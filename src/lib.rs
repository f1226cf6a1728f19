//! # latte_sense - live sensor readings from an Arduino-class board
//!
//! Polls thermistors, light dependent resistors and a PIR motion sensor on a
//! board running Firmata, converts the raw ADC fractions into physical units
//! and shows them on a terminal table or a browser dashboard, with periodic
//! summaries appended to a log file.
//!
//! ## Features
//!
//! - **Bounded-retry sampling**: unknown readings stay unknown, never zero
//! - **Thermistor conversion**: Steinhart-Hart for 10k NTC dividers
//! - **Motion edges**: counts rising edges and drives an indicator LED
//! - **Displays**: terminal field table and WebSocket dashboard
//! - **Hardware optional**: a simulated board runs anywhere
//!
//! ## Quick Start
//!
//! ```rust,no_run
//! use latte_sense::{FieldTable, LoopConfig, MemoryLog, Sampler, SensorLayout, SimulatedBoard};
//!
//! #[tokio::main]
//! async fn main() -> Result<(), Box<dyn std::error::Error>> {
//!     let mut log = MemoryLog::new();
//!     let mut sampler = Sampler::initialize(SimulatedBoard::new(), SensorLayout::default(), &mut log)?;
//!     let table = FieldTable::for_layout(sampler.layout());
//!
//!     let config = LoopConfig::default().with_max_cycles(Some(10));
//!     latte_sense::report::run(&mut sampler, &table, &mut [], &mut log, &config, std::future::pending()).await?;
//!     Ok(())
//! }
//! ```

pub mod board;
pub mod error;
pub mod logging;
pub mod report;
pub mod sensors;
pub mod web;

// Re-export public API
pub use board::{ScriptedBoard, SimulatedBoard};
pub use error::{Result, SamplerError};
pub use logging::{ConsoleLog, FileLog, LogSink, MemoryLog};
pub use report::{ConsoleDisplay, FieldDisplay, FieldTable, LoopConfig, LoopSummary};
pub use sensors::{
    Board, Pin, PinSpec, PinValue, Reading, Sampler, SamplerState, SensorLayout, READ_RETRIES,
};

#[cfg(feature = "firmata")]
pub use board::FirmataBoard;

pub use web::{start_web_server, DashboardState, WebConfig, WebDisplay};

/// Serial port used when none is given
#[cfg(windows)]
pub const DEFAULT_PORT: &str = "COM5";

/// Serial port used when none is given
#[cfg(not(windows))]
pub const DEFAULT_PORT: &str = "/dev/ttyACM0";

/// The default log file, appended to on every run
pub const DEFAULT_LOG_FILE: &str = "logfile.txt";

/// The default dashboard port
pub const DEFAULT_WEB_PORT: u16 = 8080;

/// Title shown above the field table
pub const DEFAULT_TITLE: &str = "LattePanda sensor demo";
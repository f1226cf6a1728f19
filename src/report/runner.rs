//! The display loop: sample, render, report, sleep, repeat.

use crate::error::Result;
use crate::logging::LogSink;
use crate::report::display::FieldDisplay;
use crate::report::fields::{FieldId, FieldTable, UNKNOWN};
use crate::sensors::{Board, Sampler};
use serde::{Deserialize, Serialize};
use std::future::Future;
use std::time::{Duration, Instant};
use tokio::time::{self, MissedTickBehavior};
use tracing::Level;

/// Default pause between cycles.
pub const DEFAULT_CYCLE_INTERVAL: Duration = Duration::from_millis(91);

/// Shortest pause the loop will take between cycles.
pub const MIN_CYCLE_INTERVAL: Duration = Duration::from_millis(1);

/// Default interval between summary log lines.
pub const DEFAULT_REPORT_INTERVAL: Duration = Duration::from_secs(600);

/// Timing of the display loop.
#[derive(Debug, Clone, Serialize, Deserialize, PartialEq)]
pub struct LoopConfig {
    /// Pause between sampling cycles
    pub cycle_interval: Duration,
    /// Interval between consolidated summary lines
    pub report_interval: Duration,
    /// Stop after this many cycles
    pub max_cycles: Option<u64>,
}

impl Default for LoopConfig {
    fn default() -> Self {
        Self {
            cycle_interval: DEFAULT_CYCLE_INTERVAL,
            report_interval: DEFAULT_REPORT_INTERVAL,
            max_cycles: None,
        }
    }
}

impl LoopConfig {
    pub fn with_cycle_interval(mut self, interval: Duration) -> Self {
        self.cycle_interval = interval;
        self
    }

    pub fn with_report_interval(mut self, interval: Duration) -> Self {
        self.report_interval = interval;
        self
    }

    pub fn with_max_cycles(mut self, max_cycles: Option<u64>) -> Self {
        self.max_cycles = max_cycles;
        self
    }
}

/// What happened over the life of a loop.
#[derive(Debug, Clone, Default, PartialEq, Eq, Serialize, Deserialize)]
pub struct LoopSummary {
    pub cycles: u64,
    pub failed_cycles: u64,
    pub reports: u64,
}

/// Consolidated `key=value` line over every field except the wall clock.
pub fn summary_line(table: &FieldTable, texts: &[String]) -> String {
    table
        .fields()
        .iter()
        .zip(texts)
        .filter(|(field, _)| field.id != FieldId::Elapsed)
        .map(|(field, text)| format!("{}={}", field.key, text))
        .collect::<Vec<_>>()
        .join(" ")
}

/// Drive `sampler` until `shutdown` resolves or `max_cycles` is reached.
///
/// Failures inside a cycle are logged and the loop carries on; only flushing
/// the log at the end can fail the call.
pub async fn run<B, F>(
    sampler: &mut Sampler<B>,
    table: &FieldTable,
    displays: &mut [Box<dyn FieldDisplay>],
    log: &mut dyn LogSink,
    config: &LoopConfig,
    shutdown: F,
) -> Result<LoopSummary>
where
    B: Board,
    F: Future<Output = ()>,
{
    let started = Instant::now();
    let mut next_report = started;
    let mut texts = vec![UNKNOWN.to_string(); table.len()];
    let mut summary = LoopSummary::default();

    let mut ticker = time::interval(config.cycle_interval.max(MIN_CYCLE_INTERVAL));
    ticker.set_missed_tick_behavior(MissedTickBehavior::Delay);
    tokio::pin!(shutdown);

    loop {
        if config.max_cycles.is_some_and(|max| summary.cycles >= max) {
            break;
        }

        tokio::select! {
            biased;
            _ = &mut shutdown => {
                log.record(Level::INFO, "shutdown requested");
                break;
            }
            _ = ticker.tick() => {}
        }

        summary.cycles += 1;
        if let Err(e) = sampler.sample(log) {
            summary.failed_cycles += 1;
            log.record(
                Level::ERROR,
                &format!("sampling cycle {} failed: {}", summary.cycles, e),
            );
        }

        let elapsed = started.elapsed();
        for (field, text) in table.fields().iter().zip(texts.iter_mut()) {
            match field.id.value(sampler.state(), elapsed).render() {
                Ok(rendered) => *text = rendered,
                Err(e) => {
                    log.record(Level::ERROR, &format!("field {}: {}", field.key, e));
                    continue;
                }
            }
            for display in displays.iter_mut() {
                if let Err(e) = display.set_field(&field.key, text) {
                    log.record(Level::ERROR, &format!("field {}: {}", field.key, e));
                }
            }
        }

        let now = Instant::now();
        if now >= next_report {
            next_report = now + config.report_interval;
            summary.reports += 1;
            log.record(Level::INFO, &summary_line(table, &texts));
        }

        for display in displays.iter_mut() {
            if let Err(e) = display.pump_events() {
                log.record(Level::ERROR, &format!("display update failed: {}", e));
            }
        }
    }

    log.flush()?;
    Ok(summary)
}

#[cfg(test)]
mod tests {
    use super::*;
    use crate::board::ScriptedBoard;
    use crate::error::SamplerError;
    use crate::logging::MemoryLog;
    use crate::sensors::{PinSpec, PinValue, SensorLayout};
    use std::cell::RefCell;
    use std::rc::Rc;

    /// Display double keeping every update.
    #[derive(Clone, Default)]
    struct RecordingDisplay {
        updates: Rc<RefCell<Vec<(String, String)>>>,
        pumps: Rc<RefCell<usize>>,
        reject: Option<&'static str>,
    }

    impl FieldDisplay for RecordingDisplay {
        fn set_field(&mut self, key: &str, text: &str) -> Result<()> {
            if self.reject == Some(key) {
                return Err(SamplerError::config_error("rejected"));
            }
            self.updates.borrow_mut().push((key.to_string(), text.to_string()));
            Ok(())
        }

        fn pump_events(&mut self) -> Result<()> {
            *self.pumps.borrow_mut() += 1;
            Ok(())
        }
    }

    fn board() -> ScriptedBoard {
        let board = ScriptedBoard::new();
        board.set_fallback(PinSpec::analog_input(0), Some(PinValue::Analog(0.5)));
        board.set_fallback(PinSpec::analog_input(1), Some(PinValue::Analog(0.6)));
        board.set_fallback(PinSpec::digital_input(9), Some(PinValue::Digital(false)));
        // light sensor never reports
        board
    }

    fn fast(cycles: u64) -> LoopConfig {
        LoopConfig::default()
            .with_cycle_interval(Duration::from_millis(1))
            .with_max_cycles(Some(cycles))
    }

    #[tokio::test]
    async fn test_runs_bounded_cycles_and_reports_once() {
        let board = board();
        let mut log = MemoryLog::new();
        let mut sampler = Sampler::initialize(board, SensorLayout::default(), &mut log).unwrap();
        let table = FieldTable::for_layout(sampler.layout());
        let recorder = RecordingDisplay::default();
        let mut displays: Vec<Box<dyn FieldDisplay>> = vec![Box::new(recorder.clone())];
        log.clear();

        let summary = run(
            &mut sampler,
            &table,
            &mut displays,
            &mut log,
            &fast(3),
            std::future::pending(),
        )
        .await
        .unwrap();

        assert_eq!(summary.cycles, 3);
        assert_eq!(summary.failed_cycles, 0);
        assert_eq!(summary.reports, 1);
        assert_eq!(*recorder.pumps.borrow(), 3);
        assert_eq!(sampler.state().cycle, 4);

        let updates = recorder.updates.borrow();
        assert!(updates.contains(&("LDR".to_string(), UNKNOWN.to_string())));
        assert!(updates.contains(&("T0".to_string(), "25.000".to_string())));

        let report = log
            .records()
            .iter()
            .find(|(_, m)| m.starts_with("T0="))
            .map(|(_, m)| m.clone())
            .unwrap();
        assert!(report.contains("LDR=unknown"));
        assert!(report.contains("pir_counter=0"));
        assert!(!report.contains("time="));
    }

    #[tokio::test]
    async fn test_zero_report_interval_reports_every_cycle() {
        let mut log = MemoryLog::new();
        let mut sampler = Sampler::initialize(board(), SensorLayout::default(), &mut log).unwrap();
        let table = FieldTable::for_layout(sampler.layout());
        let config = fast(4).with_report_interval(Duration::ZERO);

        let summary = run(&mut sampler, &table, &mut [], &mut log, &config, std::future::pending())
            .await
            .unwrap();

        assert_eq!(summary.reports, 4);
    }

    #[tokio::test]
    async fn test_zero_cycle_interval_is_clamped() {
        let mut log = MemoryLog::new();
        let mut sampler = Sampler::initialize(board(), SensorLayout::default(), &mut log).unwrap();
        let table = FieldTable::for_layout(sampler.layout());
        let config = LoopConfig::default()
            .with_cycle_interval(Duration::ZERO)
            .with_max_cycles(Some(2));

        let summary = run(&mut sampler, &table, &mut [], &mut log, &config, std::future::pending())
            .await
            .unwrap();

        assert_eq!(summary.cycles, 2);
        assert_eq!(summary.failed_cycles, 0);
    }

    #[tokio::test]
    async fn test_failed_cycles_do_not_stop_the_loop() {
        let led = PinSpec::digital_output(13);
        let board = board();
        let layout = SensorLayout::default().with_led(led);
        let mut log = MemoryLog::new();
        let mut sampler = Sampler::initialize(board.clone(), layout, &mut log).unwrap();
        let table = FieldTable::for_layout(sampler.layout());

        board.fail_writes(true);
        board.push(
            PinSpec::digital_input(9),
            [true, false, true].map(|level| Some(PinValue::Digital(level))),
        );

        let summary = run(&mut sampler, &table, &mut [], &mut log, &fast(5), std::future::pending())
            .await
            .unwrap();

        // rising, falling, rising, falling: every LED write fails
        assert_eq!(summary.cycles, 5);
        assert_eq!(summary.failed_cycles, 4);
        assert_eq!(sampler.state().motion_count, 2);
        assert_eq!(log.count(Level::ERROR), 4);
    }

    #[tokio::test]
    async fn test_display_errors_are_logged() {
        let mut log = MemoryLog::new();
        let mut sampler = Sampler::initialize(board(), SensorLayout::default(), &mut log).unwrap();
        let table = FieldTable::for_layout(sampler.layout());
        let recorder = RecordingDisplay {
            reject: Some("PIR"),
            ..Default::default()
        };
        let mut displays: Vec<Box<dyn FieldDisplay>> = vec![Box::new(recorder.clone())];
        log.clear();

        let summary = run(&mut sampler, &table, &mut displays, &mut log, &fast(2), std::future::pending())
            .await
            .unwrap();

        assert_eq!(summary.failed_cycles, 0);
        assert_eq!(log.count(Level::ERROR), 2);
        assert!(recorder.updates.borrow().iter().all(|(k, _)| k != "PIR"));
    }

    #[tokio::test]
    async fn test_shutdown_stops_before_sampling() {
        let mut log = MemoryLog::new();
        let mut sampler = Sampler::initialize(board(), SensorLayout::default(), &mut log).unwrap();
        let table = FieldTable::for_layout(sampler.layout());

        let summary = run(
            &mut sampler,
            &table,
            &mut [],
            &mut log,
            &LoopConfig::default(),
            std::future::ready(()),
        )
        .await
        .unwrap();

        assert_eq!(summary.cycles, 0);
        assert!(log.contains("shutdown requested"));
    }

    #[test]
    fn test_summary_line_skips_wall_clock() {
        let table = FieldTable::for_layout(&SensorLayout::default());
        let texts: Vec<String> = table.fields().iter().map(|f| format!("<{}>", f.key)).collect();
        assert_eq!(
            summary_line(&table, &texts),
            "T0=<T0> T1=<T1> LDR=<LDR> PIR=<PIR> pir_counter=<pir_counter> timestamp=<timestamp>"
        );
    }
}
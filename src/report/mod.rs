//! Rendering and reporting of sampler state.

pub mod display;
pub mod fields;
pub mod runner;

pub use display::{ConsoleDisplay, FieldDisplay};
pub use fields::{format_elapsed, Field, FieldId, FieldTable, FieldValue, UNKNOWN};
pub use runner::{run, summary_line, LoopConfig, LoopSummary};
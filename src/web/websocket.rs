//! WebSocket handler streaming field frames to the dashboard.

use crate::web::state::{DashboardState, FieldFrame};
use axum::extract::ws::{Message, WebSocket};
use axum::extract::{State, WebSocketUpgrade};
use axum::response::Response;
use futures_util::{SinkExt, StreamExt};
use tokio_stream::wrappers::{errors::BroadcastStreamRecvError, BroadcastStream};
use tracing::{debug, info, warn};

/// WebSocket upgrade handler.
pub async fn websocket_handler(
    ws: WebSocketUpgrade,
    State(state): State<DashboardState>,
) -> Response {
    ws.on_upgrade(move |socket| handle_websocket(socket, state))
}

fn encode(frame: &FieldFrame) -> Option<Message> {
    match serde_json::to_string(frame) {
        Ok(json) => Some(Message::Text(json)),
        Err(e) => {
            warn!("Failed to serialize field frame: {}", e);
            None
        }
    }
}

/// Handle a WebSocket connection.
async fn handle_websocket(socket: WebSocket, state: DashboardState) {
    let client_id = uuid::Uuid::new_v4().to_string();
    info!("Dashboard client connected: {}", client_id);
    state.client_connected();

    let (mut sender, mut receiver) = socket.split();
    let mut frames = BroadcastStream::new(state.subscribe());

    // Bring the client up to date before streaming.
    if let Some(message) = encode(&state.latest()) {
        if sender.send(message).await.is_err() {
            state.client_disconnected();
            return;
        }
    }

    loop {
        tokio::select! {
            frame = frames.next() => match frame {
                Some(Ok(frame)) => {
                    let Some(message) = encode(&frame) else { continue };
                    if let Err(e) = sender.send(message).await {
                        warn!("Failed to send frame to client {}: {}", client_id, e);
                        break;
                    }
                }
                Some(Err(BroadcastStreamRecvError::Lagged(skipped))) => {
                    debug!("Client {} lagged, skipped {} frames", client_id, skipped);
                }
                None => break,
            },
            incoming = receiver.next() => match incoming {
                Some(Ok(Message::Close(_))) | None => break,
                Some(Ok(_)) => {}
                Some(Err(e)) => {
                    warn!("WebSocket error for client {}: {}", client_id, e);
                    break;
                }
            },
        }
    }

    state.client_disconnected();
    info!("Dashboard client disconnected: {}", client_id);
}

What to work on: Whenever "texts" occurs in a line above, copy that line.

Response to this task:
pub fn summary_line(table: &FieldTable, texts: &[String]) -> String {
        .zip(texts)
    let mut texts = vec![UNKNOWN.to_string(); table.len()];
        for (field, text) in table.fields().iter().zip(texts.iter_mut()) {
            log.record(Level::INFO, &summary_line(table, &texts));
        let texts: Vec<String> = table.fields().iter().map(|f| format!("<{}>", f.key)).collect();
            summary_line(&table, &texts),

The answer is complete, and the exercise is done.